_WHAT YOU HAVE TO DO_: The entries below are to be printed again word for word.

────────────────────────────────────────

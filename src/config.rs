//! Renderer configuration
//!
//! Uses RON (Rusty Object Notation) for human-readable config files.
//! Every section has defaults, so a partial file (or none) is valid.

use std::fs;
use std::path::Path;
use serde::{Serialize, Deserialize};
use crate::rasterizer::{Camera, CameraError, Color, Light, Vec3, Viewport, HEIGHT, WIDTH};

/// Error type for config loading
#[derive(Debug)]
pub enum ConfigError {
    IoError(std::io::Error),
    ParseError(ron::error::SpannedError),
    SerializeError(ron::Error),
}

impl From<std::io::Error> for ConfigError {
    fn from(e: std::io::Error) -> Self {
        ConfigError::IoError(e)
    }
}

impl From<ron::error::SpannedError> for ConfigError {
    fn from(e: ron::error::SpannedError) -> Self {
        ConfigError::ParseError(e)
    }
}

impl From<ron::Error> for ConfigError {
    fn from(e: ron::Error) -> Self {
        ConfigError::SerializeError(e)
    }
}

impl std::fmt::Display for ConfigError {
    fn fmt(&self, f: &mut std::fmt::Formatter<'_>) -> std::fmt::Result {
        match self {
            ConfigError::IoError(e) => write!(f, "IO error: {}", e),
            ConfigError::ParseError(e) => write!(f, "Parse error: {}", e),
            ConfigError::SerializeError(e) => write!(f, "Serialize error: {}", e),
        }
    }
}

impl std::error::Error for ConfigError {}

#[derive(Debug, Clone, PartialEq, Serialize, Deserialize)]
#[serde(default)]
pub struct RendererConfig {
    pub render: RenderConfig,
    pub camera: CameraConfig,
    pub mesh: MeshConfig,
    pub lights: Vec<Light>,
    pub controls: ControlsConfig,
}

impl Default for RendererConfig {
    fn default() -> Self {
        Self {
            render: RenderConfig::default(),
            camera: CameraConfig::default(),
            mesh: MeshConfig::default(),
            lights: vec![Light::point(Vec3::new(0.0, 0.0, 25.0)), Light::ambient(0.2)],
            controls: ControlsConfig::default(),
        }
    }
}

#[derive(Debug, Clone, PartialEq, Serialize, Deserialize)]
#[serde(default)]
pub struct RenderConfig {
    /// Framebuffer size in pixels
    pub width: usize,
    pub height: usize,
    pub clear_color: Color,
    pub wireframe: bool,
}

impl Default for RenderConfig {
    fn default() -> Self {
        Self {
            width: WIDTH,
            height: HEIGHT,
            clear_color: Color::BLACK,
            wireframe: false,
        }
    }
}

#[derive(Debug, Clone, PartialEq, Serialize, Deserialize)]
#[serde(default)]
pub struct CameraConfig {
    pub position: Vec3,
    pub viewport: Viewport,
    pub far: f32,
    pub forward: Vec3,
    pub world_up: Vec3,
}

impl Default for CameraConfig {
    fn default() -> Self {
        Self {
            position: Vec3::ZERO,
            viewport: Viewport::new(2.0, 2.0, 2.0),
            far: 600.0,
            forward: Vec3::new(0.0, 0.0, 1.0),
            world_up: Vec3::UP,
        }
    }
}

impl CameraConfig {
    pub fn build(&self) -> Result<Camera, CameraError> {
        Camera::new(self.position, self.viewport, self.far, self.forward, self.world_up)
    }
}

#[derive(Debug, Clone, PartialEq, Serialize, Deserialize)]
#[serde(default)]
pub struct MeshConfig {
    pub color: Color,
    /// World-space placement applied once after loading
    pub offset: Vec3,
}

impl Default for MeshConfig {
    fn default() -> Self {
        Self {
            color: Color::WHITE,
            offset: Vec3::new(0.0, 0.0, 50.0),
        }
    }
}

#[derive(Debug, Clone, PartialEq, Serialize, Deserialize)]
#[serde(default)]
pub struct ControlsConfig {
    /// World units per frame while a move key is held
    pub move_speed: f32,
    /// Degrees of yaw/pitch per pixel of mouse motion
    pub mouse_sensitivity: f32,
}

impl Default for ControlsConfig {
    fn default() -> Self {
        Self {
            move_speed: 8.0,
            mouse_sensitivity: 0.1,
        }
    }
}

fn finish(mut config: RendererConfig) -> RendererConfig {
    config.lights = config.lights.into_iter().map(Light::normalized).collect();
    config
}

/// Load config from a RON file
pub fn load_config<P: AsRef<Path>>(path: P) -> Result<RendererConfig, ConfigError> {
    let contents = fs::read_to_string(path)?;
    load_config_from_str(&contents)
}

/// Load config from a RON string
pub fn load_config_from_str(s: &str) -> Result<RendererConfig, ConfigError> {
    let config: RendererConfig = ron::from_str(s)?;
    Ok(finish(config))
}

/// Save config to a RON file
pub fn save_config<P: AsRef<Path>>(config: &RendererConfig, path: P) -> Result<(), ConfigError> {
    let pretty = ron::ser::PrettyConfig::new()
        .depth_limit(4)
        .indentor("  ".to_string());

    let contents = ron::ser::to_string_pretty(config, pretty)?;
    fs::write(path, contents)?;
    Ok(())
}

────────────────────────────────────────

_RESULT BELOW_:
filename src/config.rs
//! Renderer configuration
//!
//! Uses RON (Rusty Object Notation) for human-readable config files.
//! Every section has defaults, so a partial file (or none) is valid.

use std::fs;
use std::path::Path;
use serde::{Serialize, Deserialize};
use crate::rasterizer::{Camera, CameraError, Color, Light, Vec3, Viewport, HEIGHT, WIDTH};

/// Error type for config loading
#[derive(Debug)]
pub enum ConfigError {
    IoError(std::io::Error),
    ParseError(ron::error::SpannedError),
    SerializeError(ron::Error),
}

impl From<std::io::Error> for ConfigError {
    fn from(e: std::io::Error) -> Self {
        ConfigError::IoError(e)
    }
}

impl From<ron::error::SpannedError> for ConfigError {
    fn from(e: ron::error::SpannedError) -> Self {
        ConfigError::ParseError(e)
    }
}

impl From<ron::Error> for ConfigError {
    fn from(e: ron::Error) -> Self {
        ConfigError::SerializeError(e)
    }
}

impl std::fmt::Display for ConfigError {
    fn fmt(&self, f: &mut std::fmt::Formatter<'_>) -> std::fmt::Result {
        match self {
            ConfigError::IoError(e) => write!(f, "IO error: {}", e),
            ConfigError::ParseError(e) => write!(f, "Parse error: {}", e),
            ConfigError::SerializeError(e) => write!(f, "Serialize error: {}", e),
        }
    }
}

impl std::error::Error for ConfigError {}

#[derive(Debug, Clone, PartialEq, Serialize, Deserialize)]
#[serde(default)]
pub struct RendererConfig {
    pub render: RenderConfig,
    pub camera: CameraConfig,
    pub mesh: MeshConfig,
    pub lights: Vec<Light>,
    pub controls: ControlsConfig,
}

impl Default for RendererConfig {
    fn default() -> Self {
        Self {
            render: RenderConfig::default(),
            camera: CameraConfig::default(),
            mesh: MeshConfig::default(),
            lights: vec![Light::point(Vec3::new(0.0, 0.0, 25.0)), Light::ambient(0.2)],
            controls: ControlsConfig::default(),
        }
    }
}

#[derive(Debug, Clone, PartialEq, Serialize, Deserialize)]
#[serde(default)]
pub struct RenderConfig {
    /// Framebuffer size in pixels
    pub width: usize,
    pub height: usize,
    pub clear_color: Color,
    pub wireframe: bool,
}

impl Default for RenderConfig {
    fn default() -> Self {
        Self {
            width: WIDTH,
            height: HEIGHT,
            clear_color: Color::BLACK,
            wireframe: false,
        }
    }
}

#[derive(Debug, Clone, PartialEq, Serialize, Deserialize)]
#[serde(default)]
pub struct CameraConfig {
    pub position: Vec3,
    pub viewport: Viewport,
    pub far: f32,
    pub forward: Vec3,
    pub world_up: Vec3,
}

impl Default for CameraConfig {
    fn default() -> Self {
        Self {
            position: Vec3::ZERO,
            viewport: Viewport::new(2.0, 2.0, 2.0),
            far: 600.0,
            forward: Vec3::new(0.0, 0.0, 1.0),
            world_up: Vec3::UP,
        }
    }
}

impl CameraConfig {
    pub fn build(&self) -> Result<Camera, CameraError> {
        Camera::new(self.position, self.viewport, self.far, self.forward, self.world_up)
    }
}

#[derive(Debug, Clone, PartialEq, Serialize, Deserialize)]
#[serde(default)]
pub struct MeshConfig {
    pub color: Color,
    /// World-space placement applied once after loading
    pub offset: Vec3,
}

impl Default for MeshConfig {
    fn default() -> Self {
        Self {
            color: Color::WHITE,
            offset: Vec3::new(0.0, 0.0, 50.0),
        }
    }
}

#[derive(Debug, Clone, PartialEq, Serialize, Deserialize)]
#[serde(default)]
pub struct ControlsConfig {
    /// World units per frame while a move key is held
    pub move_speed: f32,
    /// Degrees of yaw/pitch per pixel of mouse motion
    pub mouse_sensitivity: f32,
}

impl Default for ControlsConfig {
    fn default() -> Self {
        Self {
            move_speed: 8.0,
            mouse_sensitivity: 0.1,
        }
    }
}

fn finish(mut config: RendererConfig) -> RendererConfig {
    config.lights = config.lights.into_iter().map(Light::normalized).collect();
    config
}

/// Load config from a RON file
pub fn load_config<P: AsRef<Path>>(path: P) -> Result<RendererConfig, ConfigError> {
    let contents = fs::read_to_string(path)?;
    load_config_from_str(&contents)
}

/// Load config from a RON string
pub fn load_config_from_str(s: &str) -> Result<RendererConfig, ConfigError> {
    let config: RendererConfig = ron::from_str(s)?;
    Ok(finish(config))
}

/// Save config to a RON file
pub fn save_config<P: AsRef<Path>>(config: &RendererConfig, path: P) -> Result<(), ConfigError> {
    let pretty = ron::ser::PrettyConfig::new()
        .depth_limit(4)
        .indentor("  ".to_string());

    let contents = ron::ser::to_string_pretty(config, pretty)?;
    fs::write(path, contents)?;
    Ok(())
}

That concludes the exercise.